Female Peddlers Forced to Sell in Subways as Coronavirus Spreads in Iran

Female Peddlers Forced to Sell in Subways as Coronavirus Spreads in Iran

Low-income female peddlers still need to make a living – whether on the street or in the subway system. With the spread of coronavirus, there are fewer pedestrians. As a result, female peddlers have no choice but to sell their goods to customers on the subway.

One peddler, Zahra, lugs a bag of unsold shawls as she gets off at the last station on the line. Zahra has two daughters, both of whom are students.

Zahra comes to Tehran from the town of Andisheh every day to work. Her husband used to work in construction but suffered a spinal injury when he fell off a scaffolding. As a construction worker, he had no insurance. His employer refused to support him. Now, he has been paralyzed for more than 10 years.

Today, Zahra alone is responsible for two girls and a man at home. In Zahra’s household, staying home for just two days means the family starves for a week.

Zahra explains her situation in the context of the coronavirus outbreak in Iran: “These days, since the word about this new virus has gone out, the agents are getting more and more involved in our cases. They say, ‘Pick up your things and leave!’ But they do not say where we should go or what we should do to earn a few days’ worth of expenses for a family.
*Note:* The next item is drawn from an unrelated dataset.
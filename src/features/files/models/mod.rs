mod file;

pub use file::{File, FileStatus, FileType};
How do we pay our rent? How do we get the money to pay our kids’ college tuition?”

Female peddlers in this situation suffer from both the pain of poverty and the fear of endangering their family’s health.
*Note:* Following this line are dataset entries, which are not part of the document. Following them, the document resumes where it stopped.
mod core;
mod features;
mod modules;
mod shared;

use crate::core::config::Config;
use crate::core::openapi::{ApiDoc, SwaggerInfoModifier};
use crate::core::{database, middleware};
use crate::features::analytics::{
    routes as analytics_routes, AnalysisRunner, AnalysisService,
};
use crate::features::auth::routes as auth_routes;
use crate::features::auth::services::{AuthService, TokenService};
use crate::features::files::{routes as files_routes, FileService};
use crate::features::users::{routes as users_routes, UserService};
use crate::modules::storage::BlobStore;
use axum::{middleware::from_fn, Router};
use std::sync::Arc;
use tower_http::request_id::{PropagateRequestIdLayer, SetRequestIdLayer};
use tower_http::trace::{DefaultOnRequest, DefaultOnResponse, TraceLayer};
use tracing::Level;
use tracing_subscriber::{layer::SubscriberExt, util::SubscriberInitExt};
use utoipa::Modify;
use utoipa::OpenApi;
use utoipa_swagger_ui::SwaggerUi;

fn main() -> anyhow::Result<()> {
    // Build Tokio runtime with configurable worker threads
    let worker_threads = std::env::var("TOKIO_WORKER_THREADS")
        .ok()
        .and_then(|s| s.parse().ok())
        .unwrap_or_else(|| {
            std::thread::available_parallelism()
                .map(|p| p.get())
                .unwrap_or(4)
        });

    let runtime = tokio::runtime::Builder::new_multi_thread()
        .worker_threads(worker_threads)
        .max_blocking_threads(worker_threads * 4)
        .enable_all()
        .build()?;

    runtime.block_on(async_main(worker_threads))
}

async fn async_main(worker_threads: usize) -> anyhow::Result<()> {
    // Load .env file BEFORE initializing logger so RUST_LOG is available
    let _ = dotenvy::dotenv();

    tracing_subscriber::registry()
        .with(
            tracing_subscriber::EnvFilter::try_from_default_env().unwrap_or_else(|_| "info".into()),
        )
        .with(tracing_subscriber::fmt::layer())
        .init();

    // Load configuration
    let config = Config::from_env().map_err(|e| anyhow::anyhow!(e))?;

    // Log system info
    let available_cpus = std::thread::available_parallelism()
        .map(|p| p.get())
        .unwrap_or(1);
    tracing::info!(
        "System info: available_cpus={}, tokio_worker_threads={}, pid={}",
        available_cpus,
        worker_threads,
        std::process::id()
    );

    tracing::info!("Configuration loaded successfully");

    // Create database connection pool
    let pool = database::create_pool(&config.database).await?;
    tracing::info!("Database connection pool created");

    // Run migrations automatically
    tracing::info!("Running database migrations...");
    sqlx::migrate!("./migrations")
        .run(&pool)
        .await
        .map_err(|e| anyhow::anyhow!("Migration failed: {}", e))?;
    tracing::info!("Database migrations completed successfully");

    // Initialize blob store for uploaded bytes
    let blob_store = Arc::new(BlobStore::new(&config.storage));
    blob_store
        .ensure_root_exists()
        .await
        .map_err(|e| anyhow::anyhow!("Failed to prepare upload directory: {}", e))?;

    // Initialize auth services (local JWT issuance + validation)
    let token_service = Arc::new(TokenService::new(&config.auth));
    let user_service = Arc::new(UserService::new(pool.clone()));
    let auth_service = Arc::new(AuthService::new(
        Arc::clone(&user_service),
        Arc::clone(&token_service),
        config.storage.storage_quota_bytes,
    ));
    tracing::info!("Auth services initialized");

    // Initialize File Service
    let file_service = Arc::new(FileService::new(
        pool.clone(),
        Arc::clone(&blob_store),
        Arc::clone(&user_service),
        config.storage.clone(),
    ));
    tracing::info!("File service initialized");

    // Initialize Analytics Services
    let analysis_service = Arc::new(AnalysisService::new(pool.clone()));
    let analysis_runner = Arc::new(AnalysisRunner::new(
        Arc::clone(&analysis_service),
        Arc::clone(&user_service),
    ));
    tracing::info!("Analytics services initialized");

    // Build application router with dynamic swagger config
    let swagger_modifier = SwaggerInfoModifier {
        title: config.swagger.title.clone(),
        version: config.swagger.version.clone(),
        description: config.swagger.description.clone(),
    };

    let mut openapi = ApiDoc::openapi();
    swagger_modifier.modify(&mut openapi);

    // Build swagger router
    let swagger = if let Some(credentials) = config.swagger.credentials() {
        tracing::info!("Swagger UI basic auth enabled");
        Router::new()
            .merge(SwaggerUi::new("/swagger-ui").url("/api-docs/openapi.json", openapi))
            .layer(from_fn(middleware::basic_auth_middleware(Arc::new(
                credentials,
            ))))
    } else {
        tracing::info!("Swagger UI basic auth disabled (no credentials configured)");
        Router::new().merge(SwaggerUi::new("/swagger-ui").url("/api-docs/openapi.json", openapi))
    };

    // Protected routes (require JWT authentication)
    let protected_routes = Router::new()
        .merge(auth_routes::protected_routes(Arc::clone(&auth_service)))
        .merge(users_routes::routes(Arc::clone(&user_service)))
        .merge(files_routes::routes(
            Arc::clone(&file_service),
            config.storage.request_body_limit(),
        ))
        .merge(analytics_routes::routes(
            Arc::clone(&analysis_service),
            Arc::clone(&file_service),
            Arc::clone(&analysis_runner),
        ))
        .route_layer(axum::middleware::from_fn_with_state(
            token_service.clone(),
            middleware::auth_middleware,
        ));

    // Simple health check endpoint (no auth required)
    async fn health_check() -> axum::http::StatusCode {
        axum::http::StatusCode::OK
    }
    let health_route = Router::new().route("/health", axum::routing::get(health_check));

    // Public routes (no auth required)
    let public_routes = Router::new().merge(auth_routes::public_routes(auth_service));

    let app = Router::new()
        .merge(swagger)
        .merge(protected_routes)
        .merge(public_routes)
        .merge(health_route)
        .layer(middleware::cors_layer(
            config.app.cors_allowed_origins.clone(),
        ))
        // Propagate X-Request-Id to response headers
        .layer(PropagateRequestIdLayer::x_request_id())
        .layer(
            TraceLayer::new_for_http()
                .make_span_with(middleware::MakeSpanWithRequestId)
                .on_request(DefaultOnRequest::new().level(Level::INFO))
                .on_response(DefaultOnResponse::new().level(Level::INFO)),
        )
        // Generate X-Request-Id using UUID v7 (or use client-provided one)
        .layer(SetRequestIdLayer::x_request_id(middleware::MakeRequestUuid));

    // Start server
    let addr = config.app.server_address();
    let socket_addr: std::net::SocketAddr = addr
        .parse()
        .map_err(|e| anyhow::anyhow!("Invalid address: {}", e))?;

    // Use socket2 for TCP listener configuration
    let socket = socket2::Socket::new(
        socket2::Domain::for_address(socket_addr),
        socket2::Type::STREAM,
        Some(socket2::Protocol::TCP),
    )?;

    socket.set_reuse_address(true)?;
    #[cfg(unix)]
    socket.set_reuse_port(true)?;
    socket.set_nodelay(true)?;

    socket.set_recv_buffer_size(256 * 1024)?;
    socket.set_send_buffer_size(256 * 1024)?;

    #[cfg(target_os = "linux")]
    {
        let keepalive = socket2::TcpKeepalive::new()
            .with_time(std::time::Duration::from_secs(60))
            .with_interval(std::time::Duration::from_secs(10))
            .with_retries(3);
        socket.set_tcp_keepalive(&keepalive)?;
    }
    #[cfg(not(target_os = "linux"))]
    {
        let keepalive = socket2::TcpKeepalive::new().with_time(std::time::Duration::from_secs(60));
        socket.set_tcp_keepalive(&keepalive)?;
    }

    socket.set_nonblocking(true)?;
    socket.bind(&socket_addr.into())?;
    socket.listen(65535)?;

    let listener = tokio::net::TcpListener::from_std(socket.into())?;
    tracing::info!("Server listening on {}", format!("http://{}", addr));
    tracing::info!(
        "Swagger UI available at {}",
        format!("http://{}/swagger-ui/", addr)
    );

    axum::serve(listener, app).await?;

    Ok(())
}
Zahra’s voice shakes with fear. She is terrified that her family will contract the deadly coronavirus. “By God, I am so afraid, even more so for my husband, who is physically weak and has a thousand different ailments. He would get it first. I have to take risks every day. But the day I get sick is the day the whole family breaks up!” (The state-run ILNA news agency – February 27, 2020)
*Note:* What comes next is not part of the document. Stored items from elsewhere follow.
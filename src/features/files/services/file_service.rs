use sqlx::PgPool;
use std::sync::Arc;
use tracing::{debug, info, warn};
use uuid::Uuid;

use crate::core::config::StorageConfig;
use crate::core::error::{AppError, Result};
use crate::features::files::dtos::{FileListQuery, UpdateFileDto};
use crate::features::files::models::{File, FileStatus, FileType};
use crate::features::users::services::UserService;
use crate::modules::storage::BlobStore;
use crate::shared::validation::file_extension;

/// Service for file upload, listing and lifecycle operations
pub struct FileService {
    pool: PgPool,
    blob_store: Arc<BlobStore>,
    user_service: Arc<UserService>,
    config: StorageConfig,
}

impl FileService {
    pub fn new(
        pool: PgPool,
        blob_store: Arc<BlobStore>,
        user_service: Arc<UserService>,
        config: StorageConfig,
    ) -> Self {
        Self {
            pool,
            blob_store,
            user_service,
            config,
        }
    }

    /// Upload a file: validate, reserve quota, write bytes, insert record.
    ///
    /// Side-effect ordering keeps the store consistent: the quota is
    /// reserved before any write and released again if the blob write or
    /// the record insert fails. A blob without a record is tolerated; a
    /// record pointing at missing bytes is not.
    pub async fn upload(
        &self,
        data: Vec<u8>,
        original_filename: &str,
        mime_type: Option<String>,
        owner_id: Uuid,
    ) -> Result<File> {
        let extension = file_extension(original_filename).ok_or_else(|| {
            AppError::Validation(format!(
                "File type not allowed. Allowed types: {}",
                self.config.allowed_extensions.join(", ")
            ))
        })?;

        if !self.config.allowed_extensions.contains(&extension) {
            return Err(AppError::Validation(format!(
                "File type not allowed. Allowed types: {}",
                self.config.allowed_extensions.join(", ")
            )));
        }

        // The allowed-extension set is wider than the declared-type set in
        // principle; anything outside the closed enum is rejected here too.
        let file_type = FileType::from_extension(&extension).ok_or_else(|| {
            AppError::Validation(format!("File type '{}' is not supported", extension))
        })?;

        if data.len() > self.config.max_upload_bytes {
            return Err(AppError::Validation(format!(
                "File too large. Maximum size is {} bytes ({} MB)",
                self.config.max_upload_bytes,
                self.config.max_upload_bytes / 1024 / 1024
            )));
        }

        let file_size = data.len() as i64;

        // Quota check + counter bump in one conditional statement
        self.user_service
            .reserve_storage(owner_id, file_size)
            .await?;

        let storage_name = BlobStore::generate_storage_name(&extension);

        let path = match self.blob_store.store(&storage_name, &data).await {
            Ok(path) => path,
            Err(e) => {
                self.user_service
                    .release_storage(owner_id, file_size)
                    .await
                    .ok();
                return Err(e);
            }
        };

        let inserted = sqlx::query_as::<_, File>(
            r#"
            INSERT INTO files (storage_name, original_filename, file_path, file_size,
                               file_type, mime_type, status, owner_id)
            VALUES ($1, $2, $3, $4, $5, $6, $7, $8)
            RETURNING *
            "#,
        )
        .bind(&storage_name)
        .bind(original_filename)
        .bind(path.to_string_lossy().as_ref())
        .bind(file_size)
        .bind(file_type)
        .bind(&mime_type)
        .bind(FileStatus::Uploaded)
        .bind(owner_id)
        .fetch_one(&self.pool)
        .await;

        let file = match inserted {
            Ok(file) => file,
            Err(e) => {
                // Roll the counters back; the written blob is orphaned,
                // which the contract tolerates.
                warn!("File record insert failed, releasing quota: {:?}", e);
                self.user_service
                    .release_storage(owner_id, file_size)
                    .await
                    .ok();
                return Err(AppError::Database(e));
            }
        };

        info!(
            "File uploaded: id={}, name={}, type={}, size={}",
            file.id, file.original_filename, file.file_type, file.file_size
        );

        Ok(file)
    }

    /// List the owner's files with pagination and optional status/type filters
    pub async fn list(&self, owner_id: Uuid, query: &FileListQuery) -> Result<(Vec<File>, i64)> {
        let pagination = query.pagination();

        let total = sqlx::query_scalar::<_, i64>(
            r#"
            SELECT COUNT(*) FROM files
            WHERE owner_id = $1
              AND is_deleted = FALSE
              AND ($2::file_status IS NULL OR status = $2)
              AND ($3::file_type IS NULL OR file_type = $3)
            "#,
        )
        .bind(owner_id)
        .bind(query.status)
        .bind(query.file_type)
        .fetch_one(&self.pool)
        .await?;

        let files = sqlx::query_as::<_, File>(
            r#"
            SELECT * FROM files
            WHERE owner_id = $1
              AND is_deleted = FALSE
              AND ($2::file_status IS NULL OR status = $2)
              AND ($3::file_type IS NULL OR file_type = $3)
            ORDER BY created_at DESC
            LIMIT $4 OFFSET $5
            "#,
        )
        .bind(owner_id)
        .bind(query.status)
        .bind(query.file_type)
        .bind(pagination.limit())
        .bind(pagination.offset())
        .fetch_all(&self.pool)
        .await?;

        Ok((files, total))
    }

    /// Fetch a record the given user owns. Soft-deleted, foreign and absent
    /// records all answer NotFound.
    pub async fn get_owned(&self, file_id: Uuid, owner_id: Uuid) -> Result<File> {
        sqlx::query_as::<_, File>(
            r#"
            SELECT * FROM files
            WHERE id = $1 AND owner_id = $2 AND is_deleted = FALSE
            "#,
        )
        .bind(file_id)
        .bind(owner_id)
        .fetch_optional(&self.pool)
        .await?
        .ok_or_else(|| AppError::NotFound("File not found".to_string()))
    }

    /// Fetch a record the given user may read: their own, or a public one
    pub async fn get_readable(&self, file_id: Uuid, user_id: Uuid) -> Result<File> {
        sqlx::query_as::<_, File>(
            r#"
            SELECT * FROM files
            WHERE id = $1 AND (owner_id = $2 OR is_public = TRUE) AND is_deleted = FALSE
            "#,
        )
        .bind(file_id)
        .bind(user_id)
        .fetch_optional(&self.pool)
        .await?
        .ok_or_else(|| AppError::NotFound("File not found".to_string()))
    }

    /// Record a read access
    pub async fn touch_accessed(&self, file_id: Uuid) -> Result<()> {
        sqlx::query(r#"UPDATE files SET accessed_at = NOW() WHERE id = $1"#)
            .bind(file_id)
            .execute(&self.pool)
            .await?;
        Ok(())
    }

    /// Update display filename and/or visibility
    pub async fn update(
        &self,
        file_id: Uuid,
        owner_id: Uuid,
        dto: &UpdateFileDto,
    ) -> Result<File> {
        // Ownership check first so misses stay indistinguishable
        let file = self.get_owned(file_id, owner_id).await?;

        let updated = sqlx::query_as::<_, File>(
            r#"
            UPDATE files
            SET original_filename = COALESCE($2, original_filename),
                is_public = COALESCE($3, is_public),
                updated_at = NOW()
            WHERE id = $1
            RETURNING *
            "#,
        )
        .bind(file.id)
        .bind(&dto.filename)
        .bind(dto.is_public)
        .fetch_one(&self.pool)
        .await?;

        debug!("File updated: id={}", updated.id);
        Ok(updated)
    }

    /// Soft delete: flag the row, release the owner's storage by exactly
    /// the file's byte size. Bytes stay on disk.
    pub async fn soft_delete(&self, file_id: Uuid, owner_id: Uuid) -> Result<()> {
        let file = self.get_owned(file_id, owner_id).await?;

        sqlx::query(
            r#"
            UPDATE files
            SET is_deleted = TRUE, updated_at = NOW()
            WHERE id = $1
            "#,
        )
        .bind(file.id)
        .execute(&self.pool)
        .await?;

        self.user_service
            .release_storage(owner_id, file.file_size)
            .await?;

        info!("File soft deleted: id={}, size={}", file.id, file.file_size);
        Ok(())
    }

    /// Fetch a downloadable record and its bytes
    pub async fn download(&self, file_id: Uuid, user_id: Uuid) -> Result<(File, Vec<u8>)> {
        let file = self.get_readable(file_id, user_id).await?;

        let bytes = self.blob_store.read(&file.storage_name).await?;

        self.touch_accessed(file.id).await?;

        Ok((file, bytes))
    }
}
There are many female peddlers; they are women of different ages. They walk into subway stations with different fears about security, health, and daily earnings. They need to make a living to support their families and thus have no choice but to risk falling ill. They would not work in the streets – or the subways – if they had a choice!

Unfortunately, there are no reliable statistics on the number of female peddlers in the Tehran subway system. Thus far, government and administrative agencies have completely disregarded these disadvantaged women, who are often heads of household.

One solution would be for the municipal government to dedicate an area from which female peddlers could sell their goods in safety and with health precautions – at least until the coronavirus crisis has been resolved. However, the government has only acted with violence and harassment, often confiscating the female peddlers’ goods.

As long as unemployment and poverty exist, and as long as women heads of household lack adequate support, the female peddlers will have to continue their work. The undeniable poverty and deprivation among women, particularly female peddlers, is due in large part to the mullahs’ misogynistic policies.